Genomic polyploidy is more common in plants, but it tends to be diploid and simpler in animals. And the plant genome will have a variety of recombination combinations in the evolutionary process.

The arrangement of genes is also inconsistent, which is manifested in the preference of plants for short clusters of long intergenic sequences, while animals prefer long genes and long introns. The result is a high concentration of animal coding protein DNA. <>

Mitochondria is a two-layer membrane-coated organelle that exists in most eukaryotic cells, which is the structure that produces energy in the cell and is the main site for the cell to carry out aerobic respiration, which is called the "energy factory" of the cell.

In addition to powering cells, mitochondria are involved in processes such as cell differentiation, cell messaging, and apoptosis, and possess the ability to regulate cell growth and cell cycle.

Mitochondria possess their own genetic material and genetic system, but their genome size is limited and is a semi-autonomous organelle.

Mitochondrial DNA is the genetic material in the mitochondria and is double-stranded in a loop. There can be one or several mitochondrial DNA molecules in a mitochondria.

Although mitochondrial DNA can synthesize proteins, its types are very limited, and the number of genomes is generally less than 1% of the nuclear genome.

To date, it is known that the RNA and peptides encoded by mtDNA are: 2 RNA species (12S and 16S species), 22 types of tRNA, and 13 peptides (each containing about 50 amino acid residues) in mitochondrial ribosomes.
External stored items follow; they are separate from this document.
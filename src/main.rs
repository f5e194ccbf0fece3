//! RitKART Cache - admin server
//!
//! Hosts the domain caches and exposes them over a small HTTP admin API.

use std::net::SocketAddr;
use std::time::Duration;

use anyhow::Context;
use tokio::signal;
use tracing::{info, warn};
use tracing_subscriber::{layer::SubscriberExt, util::SubscriberInitExt};

use ritkart_cache::api::create_router;
use ritkart_cache::tasks::SweepHandle;
use ritkart_cache::{AppState, Config};

/// Main entry point for the cache admin server.
///
/// # Startup Sequence
/// 1. Initialize tracing subscriber for logging
/// 2. Load configuration from environment variables
/// 3. Build the domain caches, loading persisted entries
/// 4. Start one expiry sweep per cache
/// 5. Serve the admin API until SIGINT/SIGTERM
#[tokio::main]
async fn main() -> anyhow::Result<()> {
    // Defaults to "info" level, can be overridden with RUST_LOG env var
    tracing_subscriber::registry()
        .with(
            tracing_subscriber::EnvFilter::try_from_default_env()
                .unwrap_or_else(|_| "ritkart_cache=info,tower_http=info".into()),
        )
        .with(tracing_subscriber::fmt::layer())
        .init();

    info!("Starting RitKART cache server");

    let config = Config::from_env();
    info!(
        "Configuration loaded: port={}, cleanup_interval={}ms, storage_dir={}, key_mode={:?}",
        config.server_port,
        config.cleanup_interval_ms,
        config.storage_dir.display(),
        config.key_mode
    );

    let state = AppState::from_config(&config);

    let sweeps = state
        .registry
        .spawn_sweeps(Duration::from_millis(config.cleanup_interval_ms));
    info!("Started {} expiry sweeps", sweeps.len());

    let app = create_router(state);

    let addr = SocketAddr::from(([0, 0, 0, 0], config.server_port));
    let listener = tokio::net::TcpListener::bind(addr)
        .await
        .with_context(|| format!("failed to bind {}", addr))?;
    info!("Server listening on http://{}", addr);

    axum::serve(listener, app)
        .with_graceful_shutdown(shutdown_signal(sweeps))
        .await
        .context("server error")?;

    info!("Server shutdown complete");
    Ok(())
}

/// Waits for shutdown signal (Ctrl+C or SIGTERM), then stops the sweeps.
async fn shutdown_signal(sweeps: Vec<SweepHandle>) {
    let ctrl_c = async {
        if let Err(e) = signal::ctrl_c().await {
            warn!("Failed to listen for Ctrl+C: {}", e);
            std::future::pending::<()>().await;
        }
    };

    #[cfg(unix)]
    let terminate = async {
        match signal::unix::signal(signal::unix::SignalKind::terminate()) {
            Ok(mut stream) => {
                stream.recv().await;
            }
            Err(e) => {
                warn!("Failed to install SIGTERM handler: {}", e);
                std::future::pending::<()>().await;
            }
        }
    };

    #[cfg(not(unix))]
    let terminate = std::future::pending::<()>();

    tokio::select! {
        _ = ctrl_c => {
            info!("Received Ctrl+C, initiating shutdown...");
        }
        _ = terminate => {
            info!("Received SIGTERM, initiating shutdown...");
        }
    }

    drop(sweeps);
    warn!("Expiry sweeps stopped");
}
The vast majority of the proteins that make up the various parts of the mitochondria are encoded by nuclear DNA and synthesized on cytoplasmic ribosomes before being transported to their respective functional sites in the mitochondria.

Because of this, the mitochondrial genetic system is still dependent on the genetic system of the nucleus.

Thus, mitochondria are semi-autonomous organelles.

Mitochondrial structure.

What is known is that the mitochondrial genome of mammals is the smallest, the ones of fruit flies and frogs are slightly larger, the yeast ones are larger, and the mitochondrial genomes of plants are the largest. The complete mitochondrial genome sequences of human, mouse, and bovine have been determined, all of which are about 16 5 kb. There are thousands of copies of mitochondrial genomic DNA in every cell.

There are no exact numbers on how many mitochondria are in the cells of fruit flies and frogs, and how many copies of DNA each mitochondria have. The total amount of mitochondrial DNA is estimated to be only 1% less than that of nuclear DNA. The mitochondrial genome of Saccharomyces cerevisiae is about 84 kb long, with 22 mitochondria in each cell, and each mitochondria has 4 genomes.

The mitochondrial DNA of growing yeast cells can account for up to 18% of the total DNA in the cells.

Because the plant mitochondrial genome contains a large number of non-coding sequences, many of which are short repeats, the plant mitochondrial genome is very easy to recombine. Therefore, unlike the chloroplast genome, which often exists in a complete ring in the cell, the plant mitochondrial genome will form a threaded structure due to recombination, and even many small rings of different sizes, such as cucumber, in addition to the large mitochondrial genome, there are two small mitochondrial genomes of 84kb and 45kb. In the actual sequencing results, many different small ring sequences may be obtained, which also brings a lot of trouble to the sequencing of plant mitochondrial genomes.

Therefore, the current fully sequenced plant mitochondrial genome may not even be 1 10 of the chloroplast genome.

Due to the extreme complexity of the mitochondrial genome of plants, it is far less studied than the chloroplast genome. Moreover, the low density of coding genes also makes the study of them thankless, and few people are willing to spend effort on it. Therefore, the study of plant mitochondrial genome is a very new field, and there are still many problems to be solved.